The world is supremely tired of the people who go about offering new lamps for old. It has learned that it is usually all in the way of trade, and that the main object is that the trader should be enriched in the process. Thus when the second international usurped the pontifical functions of the first international, and the third international clothed itself in the garments of infallibility at the expense of the second, the world realized, a little wearily, and with just a touch of amusement, that all that was happening was the substitution of the control of one group of people for that of another, and that the political millennium was as much a dream of the future as ever.
Yet there is in this question of internationalism something of the utmost consequence to mankind, and that is precisely what raises the human passions so terribly whenever it comes to be considered. It is then that nationalism quivers all over, and the flags of the world strain out upon their halyards. It becomes abundantly clear, in other words, that the human mind is being touched to the quick, and what this means may best, perhaps, be understood by Mrs. Eddy's "Definition of mortal mind," on page 114 of Science and Health: "Usage classes both evil and good together as mind; therefore, to be understood, the author calls sick and sinful humanity mortal mind,— meaning by this term the flesh opposed to Spirit, the human mind and evil in contradistinction to the divine Mind, or Truth and good." Believing, then, in good and evil, this human mind sets to work, periodically, to refashion the universe, and the result is the drafting of the latest international in the interest of the drafters thereof. Yet the true international must conserve the interests of all men, "from the least of them unto the greatest."

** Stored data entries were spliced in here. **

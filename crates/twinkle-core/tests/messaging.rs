use std::sync::{Arc, Mutex};
use std::time::Duration;

use async_trait::async_trait;
use tokio::sync::mpsc;
use twinkle_core::{
    AuthErrorReason, ConversationIndex, DispatchError, IdentityStore, LocalIdentityProvider,
    NotificationDispatcher, PreferenceStore, SendError, Session, SharedDatabase,
    SubscriptionError, Subscription,
};
use twinkle_shared::notify::{NewMessageNotice, ReadNotice};
use twinkle_shared::MessageId;
use twinkle_store::Database;

/// Forwards every notice it is given to the test.
struct RecordingDispatcher {
    created: mpsc::UnboundedSender<NewMessageNotice>,
}

#[async_trait]
impl NotificationDispatcher for RecordingDispatcher {
    async fn message_created(&self, notice: &NewMessageNotice) -> Result<(), DispatchError> {
        let _ = self.created.send(notice.clone());
        Ok(())
    }

    async fn messages_read(&self, _notice: &ReadNotice) -> Result<(), DispatchError> {
        Ok(())
    }
}

/// Always fails, to show dispatch errors never reach the sender.
struct BrokenDispatcher;

#[async_trait]
impl NotificationDispatcher for BrokenDispatcher {
    async fn message_created(&self, _notice: &NewMessageNotice) -> Result<(), DispatchError> {
        Err(DispatchError::Status(503))
    }

    async fn messages_read(&self, _notice: &ReadNotice) -> Result<(), DispatchError> {
        Err(DispatchError::Status(503))
    }
}

fn shared_db() -> SharedDatabase {
    Arc::new(Mutex::new(Database::open_in_memory().unwrap()))
}

/// One device: its own preference file, the shared store.
fn device(db: &SharedDatabase, dispatcher: Arc<dyn NotificationDispatcher>) -> IdentityStore {
    IdentityStore::new(
        db.clone(),
        Arc::new(LocalIdentityProvider::new(db.clone())),
        PreferenceStore::in_memory(),
        dispatcher,
    )
}

async fn sign_up(db: &SharedDatabase, email: &str, name: &str) -> (IdentityStore, Session) {
    let store = device(db, Arc::new(twinkle_core::NoopDispatcher));
    let session = store.sign_up(email, "hunter22", name).await.unwrap();
    (store, session)
}

/// Receive snapshots until one satisfies `done`.
async fn wait_for<T, F>(sub: &mut Subscription<T>, done: F) -> Vec<T>
where
    F: Fn(&[T]) -> bool,
{
    tokio::time::timeout(Duration::from_secs(5), async {
        loop {
            let snapshot = sub.recv().await.expect("subscription ended");
            if done(&snapshot) {
                return snapshot;
            }
        }
    })
    .await
    .expect("timed out waiting for snapshot")
}

#[tokio::test]
async fn test_send_read_send_scenario() {
    let db = shared_db();
    let (_a_dev, alice) = sign_up(&db, "alice@example.com", "Alice").await;
    let (_b_dev, bob) = sign_up(&db, "bob@example.com", "Bob").await;
    let conv = ConversationIndex::conversation_id(alice.user_id(), bob.user_id());

    let hi = alice.messages().send("hi", bob.user_id()).await.unwrap();
    assert_eq!(hi.conversation_id, conv);
    assert!(!hi.is_read);
    assert_eq!(bob.delivery().unread_count(&conv).unwrap(), 1);

    let mut bobs_list = bob.conversations().subscribe().await.unwrap();
    let list = wait_for(&mut bobs_list, |l| !l.is_empty()).await;
    assert_eq!(list[0].conversation.last_message, "hi");
    assert_eq!(list[0].conversation.last_message_timestamp, hi.timestamp);
    assert_eq!(list[0].conversation.unread_count, 1);
    assert_eq!(
        list[0].counterpart.as_ref().map(|u| u.display_name.as_str()),
        Some("Alice")
    );

    assert_eq!(bob.delivery().mark_read(&conv).await.unwrap(), 1);
    assert_eq!(bob.delivery().unread_count(&conv).unwrap(), 0);
    assert_eq!(bob.delivery().recompute(&conv).await.unwrap(), 0);

    let there = alice.messages().send("there", bob.user_id()).await.unwrap();
    assert_eq!(bob.delivery().unread_count(&conv).unwrap(), 1);

    let mut log = bob.messages().subscribe(&conv).await.unwrap();
    let messages = wait_for(&mut log, |m| m.len() == 2).await;
    let texts: Vec<_> = messages.iter().map(|m| m.text.as_str()).collect();
    assert_eq!(texts, vec!["hi", "there"]);
    assert!(messages[0].is_read);
    assert!(!messages[1].is_read);
    assert!(messages[0].timestamp <= messages[1].timestamp);
    assert_eq!(messages[1].id, there.id);
}

#[tokio::test]
async fn test_counters_are_per_reader() {
    let db = shared_db();
    let (_a, alice) = sign_up(&db, "alice@example.com", "Alice").await;
    let (_b, bob) = sign_up(&db, "bob@example.com", "Bob").await;
    let conv = ConversationIndex::conversation_id(alice.user_id(), bob.user_id());

    alice.messages().send("1", bob.user_id()).await.unwrap();
    alice.messages().send("2", bob.user_id()).await.unwrap();
    bob.messages().send("3", alice.user_id()).await.unwrap();

    assert_eq!(bob.delivery().unread_count(&conv).unwrap(), 2);
    assert_eq!(alice.delivery().unread_count(&conv).unwrap(), 1);

    // Alice reading does not touch Bob's unread messages.
    assert_eq!(alice.delivery().mark_read(&conv).await.unwrap(), 1);
    assert_eq!(bob.delivery().recompute(&conv).await.unwrap(), 2);
}

#[tokio::test]
async fn test_replaced_subscription_gets_nothing_more() {
    let db = shared_db();
    let (_a, alice) = sign_up(&db, "alice@example.com", "Alice").await;
    let (_b, bob) = sign_up(&db, "bob@example.com", "Bob").await;
    let (_c, carol) = sign_up(&db, "carol@example.com", "Carol").await;

    let with_bob = ConversationIndex::conversation_id(alice.user_id(), bob.user_id());
    let with_carol = ConversationIndex::conversation_id(alice.user_id(), carol.user_id());

    let mut stale = alice.messages().subscribe(&with_bob).await.unwrap();
    assert!(stale.recv().await.unwrap().is_empty());

    let mut fresh = alice.messages().subscribe(&with_carol).await.unwrap();
    assert!(stale.is_cancelled());

    bob.messages().send("for the stale view", alice.user_id()).await.unwrap();
    carol.messages().send("for the fresh view", alice.user_id()).await.unwrap();

    let messages = wait_for(&mut fresh, |m| !m.is_empty()).await;
    assert_eq!(messages[0].text, "for the fresh view");
    assert!(stale.recv().await.is_none());
}

#[tokio::test]
async fn test_sign_out_tears_down_views() {
    let db = shared_db();
    let (alice_dev, alice) = sign_up(&db, "alice@example.com", "Alice").await;
    let (_b, bob) = sign_up(&db, "bob@example.com", "Bob").await;
    let conv = ConversationIndex::conversation_id(alice.user_id(), bob.user_id());

    let mut list = alice.conversations().subscribe().await.unwrap();
    let mut log = alice.messages().subscribe(&conv).await.unwrap();
    let mut people = alice.conversations().list_other_users().await.unwrap();
    let alice_id = alice.user_id().clone();

    alice_dev.sign_out(alice).await.unwrap();
    bob.messages().send("anyone there?", &alice_id).await.unwrap();

    assert!(list.recv().await.is_none());
    assert!(log.recv().await.is_none());
    assert!(people.recv().await.is_none());

    // Bob's directory sees Alice go offline.
    let mut directory = bob.conversations().list_other_users().await.unwrap();
    let users = wait_for(&mut directory, |u| !u.is_empty()).await;
    assert_eq!(users[0].id, alice_id);
    assert!(!users[0].is_online);
}

#[tokio::test]
async fn test_foreign_conversation_is_refused() {
    let db = shared_db();
    let (_a, alice) = sign_up(&db, "alice@example.com", "Alice").await;

    let x = twinkle_shared::UserId::parse("x").unwrap();
    let y = twinkle_shared::UserId::parse("y").unwrap();
    let not_mine = ConversationIndex::conversation_id(&x, &y);

    assert!(matches!(
        alice.messages().subscribe(&not_mine).await,
        Err(SubscriptionError::NotParticipant(_))
    ));
}

#[tokio::test]
async fn test_dispatch_follows_durable_append() {
    let db = shared_db();
    let (tx, mut rx) = mpsc::unbounded_channel();
    let alice_dev = device(&db, Arc::new(RecordingDispatcher { created: tx }));
    let alice = alice_dev
        .sign_up("alice@example.com", "hunter22", "Alice")
        .await
        .unwrap();
    let (_b, bob) = sign_up(&db, "bob@example.com", "Bob").await;

    let sent = alice.messages().send("ping", bob.user_id()).await.unwrap();
    let notice = tokio::time::timeout(Duration::from_secs(5), rx.recv())
        .await
        .unwrap()
        .unwrap();
    assert_eq!(notice.message_id, sent.id);
    assert_eq!(notice.conversation_id, sent.conversation_id);
}

#[tokio::test]
async fn test_dispatch_failure_does_not_fail_send() {
    let db = shared_db();
    let dev = device(&db, Arc::new(BrokenDispatcher));
    let alice = dev.sign_up("alice@example.com", "hunter22", "Alice").await.unwrap();
    let (_b, bob) = sign_up(&db, "bob@example.com", "Bob").await;

    let sent = alice.messages().send("still stored", bob.user_id()).await.unwrap();
    assert_eq!(
        db.lock().unwrap().get_message(&sent.id).unwrap().text,
        "still stored"
    );
}

#[tokio::test]
async fn test_idempotent_send_with_client_id() {
    let db = shared_db();
    let (_a, alice) = sign_up(&db, "alice@example.com", "Alice").await;
    let (_b, bob) = sign_up(&db, "bob@example.com", "Bob").await;
    let conv = ConversationIndex::conversation_id(alice.user_id(), bob.user_id());

    let id = MessageId::new();
    alice.messages().send_with_id(id, "once", bob.user_id()).await.unwrap();
    let err = alice
        .messages()
        .send_with_id(id, "once", bob.user_id())
        .await
        .unwrap_err();
    assert!(matches!(err, SendError::Duplicate(dup) if dup == id));

    // The retry touched neither the log nor the counter.
    assert_eq!(db.lock().unwrap().list_messages(&conv).unwrap().len(), 1);
    assert_eq!(bob.delivery().unread_count(&conv).unwrap(), 1);
}

#[tokio::test]
async fn test_metadata_failure_keeps_message_and_is_repairable() {
    let db = shared_db();
    let (_a, alice) = sign_up(&db, "alice@example.com", "Alice").await;
    let (_b, bob) = sign_up(&db, "bob@example.com", "Bob").await;
    let conv = ConversationIndex::conversation_id(alice.user_id(), bob.user_id());

    db.lock()
        .unwrap()
        .conn()
        .execute_batch("ALTER TABLE unread_counters RENAME TO unread_counters_off")
        .unwrap();

    let err = alice.messages().send("hello?", bob.user_id()).await.unwrap_err();
    let SendError::ConversationUpdate { message_id, .. } = err else {
        panic!("expected a conversation update failure, got {err:?}");
    };
    {
        let guard = db.lock().unwrap();
        assert_eq!(guard.get_message(&message_id).unwrap().text, "hello?");
        // The conversation upsert rolled back together with the counter.
        assert!(guard.get_conversation_for(&conv, bob.user_id()).is_err());
        guard
            .conn()
            .execute_batch("ALTER TABLE unread_counters_off RENAME TO unread_counters")
            .unwrap();
    }

    assert_eq!(bob.delivery().recompute(&conv).await.unwrap(), 1);

    // The repair also brings the conversation back into both indexes.
    for session in [&bob, &alice] {
        let mut index = session.conversations().subscribe().await.unwrap();
        let list = wait_for(&mut index, |views| !views.is_empty()).await;
        assert_eq!(list.len(), 1);
        assert_eq!(list[0].conversation.id, conv);
        assert_eq!(list[0].conversation.last_message, "hello?");
    }
    let repaired = db.lock().unwrap().get_conversation_for(&conv, bob.user_id()).unwrap();
    assert_eq!(repaired.unread_count, 1);
}

#[tokio::test]
async fn test_restore_after_restart() {
    let dir = tempfile::tempdir().unwrap();
    let db_path = dir.path().join("twinkle.db");
    let prefs_path = dir.path().join("prefs.json");

    let config = twinkle_core::ClientConfig {
        db_path: Some(db_path),
        preferences_path: prefs_path,
        notifier_url: None,
        notifier_token: None,
        subscription_buffer: 4,
    };

    let user_id = {
        let store = IdentityStore::open(&config).unwrap();
        let session = store.sign_up("alice@example.com", "hunter22", "Alice").await.unwrap();
        session.user_id().clone()
    };

    let store = IdentityStore::open(&config).unwrap();
    let restored = store.restore().await.unwrap().expect("session restored");
    assert_eq!(restored.user_id(), &user_id);
    assert!(restored.user().is_online);

    store.sign_out(restored).await.unwrap();
    let store = IdentityStore::open(&config).unwrap();
    assert!(store.restore().await.unwrap().is_none());

    let err = store.sign_in("alice@example.com", "wrong-pw").await.unwrap_err();
    assert!(err.is(AuthErrorReason::InvalidCredentials));
}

An international, in other words, which is confined to a specific class interest is a veritable travesty of internationalism. The only true international which can ever be achieved will be achieved through the demonstration of the atonement, since it is obvious that the only permanent unity of a family, of a nation, and so of the world, which can ever be reached is that founded upon a family, a national, and so an international acceptance of Principle. This being the case, a clear pronouncement by the churches as to the meaning of the atonement would go far to create an appreciation of the only way in which the true international can be created. Such a definition is, however, an impossibility because whilst the churches themselves are not entirely united on the subject, a certain orthodox dogma has been promulgated which, by the simple process of deflecting the meaning of the word, as in the case of miracle, has arbitrarily endowed it with the meaning of the vicarious sacrifice, in utter disregard of its significance in either Hebrew, Greek, or English.